== GIVEN DATA ==

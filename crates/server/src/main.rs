use std::net::SocketAddr;
use std::path::PathBuf;
use std::sync::Arc;
use std::time::Duration;

use anyhow::{Context, Result};
use sha2::{Digest, Sha256};
use tokio::signal;
use tracing::{error, info, warn};
use tracing_subscriber::{layer::SubscriberExt, util::SubscriberInitExt};

use cartpilot_core::{
    create_event_pipeline, load_config, validate_config, AccountApi, AccountStore,
    BatchController, DriverBackends, EventBroadcaster, HttpAccountApi, HttpOrderSite, OrderSite,
    ResultRecorder, RunStore, SqliteAccountStore, SqliteRunStore,
};

use cartpilot_server::api::create_router;
use cartpilot_server::state::AppState;

/// Application version
const VERSION: &str = env!("CARGO_PKG_VERSION");

/// How long shutdown waits for running tasks to finish after stop.
const SHUTDOWN_GRACE: Duration = Duration::from_secs(30);

#[tokio::main]
async fn main() {
    if let Err(e) = run().await {
        error!("Fatal error: {:#}", e);
        std::process::exit(1);
    }
}

async fn run() -> Result<()> {
    // Initialize logging
    tracing_subscriber::registry()
        .with(
            tracing_subscriber::EnvFilter::try_from_default_env()
                .unwrap_or_else(|_| "info,tower_http=debug".into()),
        )
        .with(tracing_subscriber::fmt::layer())
        .init();

    // Determine config path
    let config_path = std::env::var("CARTPILOT_CONFIG")
        .map(PathBuf::from)
        .unwrap_or_else(|_| PathBuf::from("config.toml"));

    // Load configuration
    info!("Loading configuration from {:?}", config_path);
    let config = load_config(&config_path)
        .with_context(|| format!("Failed to load config from {:?}", config_path))?;

    // Validate configuration
    validate_config(&config).context("Configuration validation failed")?;

    let config_json = serde_json::to_string(&config).unwrap_or_default();
    let config_hash = format!("{:x}", Sha256::digest(config_json.as_bytes()));
    info!(
        version = VERSION,
        config_hash = &config_hash[..16],
        "Configuration loaded successfully"
    );
    info!("Database path: {:?}", config.database.path);

    // Create SQLite stores
    let run_store: Arc<dyn RunStore> = Arc::new(
        SqliteRunStore::new(&config.database.path).context("Failed to create run store")?,
    );
    let account_store: Arc<dyn AccountStore> = Arc::new(
        SqliteAccountStore::new(&config.database.path)
            .context("Failed to create account store")?,
    );
    info!("Stores initialized");

    let engine = config.engine.clone();
    let recorder = Arc::new(ResultRecorder::new(
        Arc::clone(&run_store),
        engine.persistence_retries,
        Duration::from_millis(engine.persistence_retry_delay_ms),
    ));

    // Create event pipeline
    let broadcaster = EventBroadcaster::new(engine.subscriber_buffer);
    let (emitter, dispatcher) =
        create_event_pipeline(Arc::clone(&recorder), broadcaster.clone(), engine.event_buffer);
    let dispatcher_handle = tokio::spawn(dispatcher.run());

    // Driver backends
    let mut backends = DriverBackends::new(config.workflow.clone());
    match &config.checkpoint {
        Some(checkpoint) => {
            info!(
                "Initializing account API client at {}",
                checkpoint.account_api_url
            );
            let api = HttpAccountApi::new(checkpoint.clone())
                .context("Failed to create account API client")?;
            backends = backends
                .with_account_api(Arc::new(api) as Arc<dyn AccountApi>)
                .with_checkpoint_delay(checkpoint.inter_account_delay());
        }
        None => info!("No checkpoint section configured, checkpoint batches are disabled"),
    }
    match &config.order {
        Some(order) => {
            info!("Initializing order site client at {}", order.base_url);
            let site = HttpOrderSite::new(order.clone())
                .context("Failed to create order site client")?;
            backends = backends.with_order_site(Arc::new(site) as Arc<dyn OrderSite>);
        }
        None => info!("No order section configured, order batches are disabled"),
    }

    let controller = Arc::new(BatchController::new(
        engine,
        recorder,
        account_store,
        emitter,
        backends,
    ));

    // Create app state
    let state = Arc::new(AppState::new(
        config.clone(),
        Arc::clone(&controller),
        broadcaster,
        run_store,
    ));

    // Create router
    let app = create_router(state);

    // Start server
    let addr = SocketAddr::new(config.server.host, config.server.port);
    info!("Starting server on {}", addr);

    let listener = tokio::net::TcpListener::bind(addr)
        .await
        .with_context(|| format!("Failed to bind to {}", addr))?;

    // Run server with graceful shutdown
    axum::serve(listener, app)
        .with_graceful_shutdown(shutdown_signal())
        .await
        .context("Server error")?;

    info!("Server shutting down...");
    let stopped = controller.stop_all().await;
    if stopped > 0 {
        info!(stopped, "Waiting for running tasks to finish");
    }
    for handle in controller.registry().running().await {
        let id = handle.id();
        if tokio::time::timeout(SHUTDOWN_GRACE, handle.wait_finished())
            .await
            .is_err()
        {
            warn!(batch_id = %id, "Batch still running at shutdown");
        }
    }

    // The controller owns the last emitter; dropping it lets the dispatcher drain and exit.
    drop(controller);
    if tokio::time::timeout(Duration::from_secs(5), dispatcher_handle)
        .await
        .is_err()
    {
        warn!("Event dispatcher did not drain before shutdown");
    }
    info!("Event dispatcher stopped");

    Ok(())
}

/// Wait for shutdown signal (Ctrl+C or SIGTERM)
async fn shutdown_signal() {
    let ctrl_c = async {
        signal::ctrl_c()
            .await
            .expect("Failed to install Ctrl+C handler");
    };

    #[cfg(unix)]
    let terminate = async {
        signal::unix::signal(signal::unix::SignalKind::terminate())
            .expect("Failed to install SIGTERM handler")
            .recv()
            .await;
    };

    #[cfg(not(unix))]
    let terminate = std::future::pending::<()>();

    tokio::select! {
        _ = ctrl_c => {},
        _ = terminate => {},
    }
}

===

◆ INSTRUCTIONS TO FOLLOW ◆
Reproduce exactly the lines from the beginning of the entries above up to and including the line that contains "use cartpilot_server::state::AppState;".

◆ TASK SOLUTION ◆
filename crates/server/src/main.rs
use std::net::SocketAddr;
use std::path::PathBuf;
use std::sync::Arc;
use std::time::Duration;

use anyhow::{Context, Result};
use sha2::{Digest, Sha256};
use tokio::signal;
use tracing::{error, info, warn};
use tracing_subscriber::{layer::SubscriberExt, util::SubscriberInitExt};

use cartpilot_core::{
    create_event_pipeline, load_config, validate_config, AccountApi, AccountStore,
    BatchController, DriverBackends, EventBroadcaster, HttpAccountApi, HttpOrderSite, OrderSite,
    ResultRecorder, RunStore, SqliteAccountStore, SqliteRunStore,
};

use cartpilot_server::api::create_router;
use cartpilot_server::state::AppState;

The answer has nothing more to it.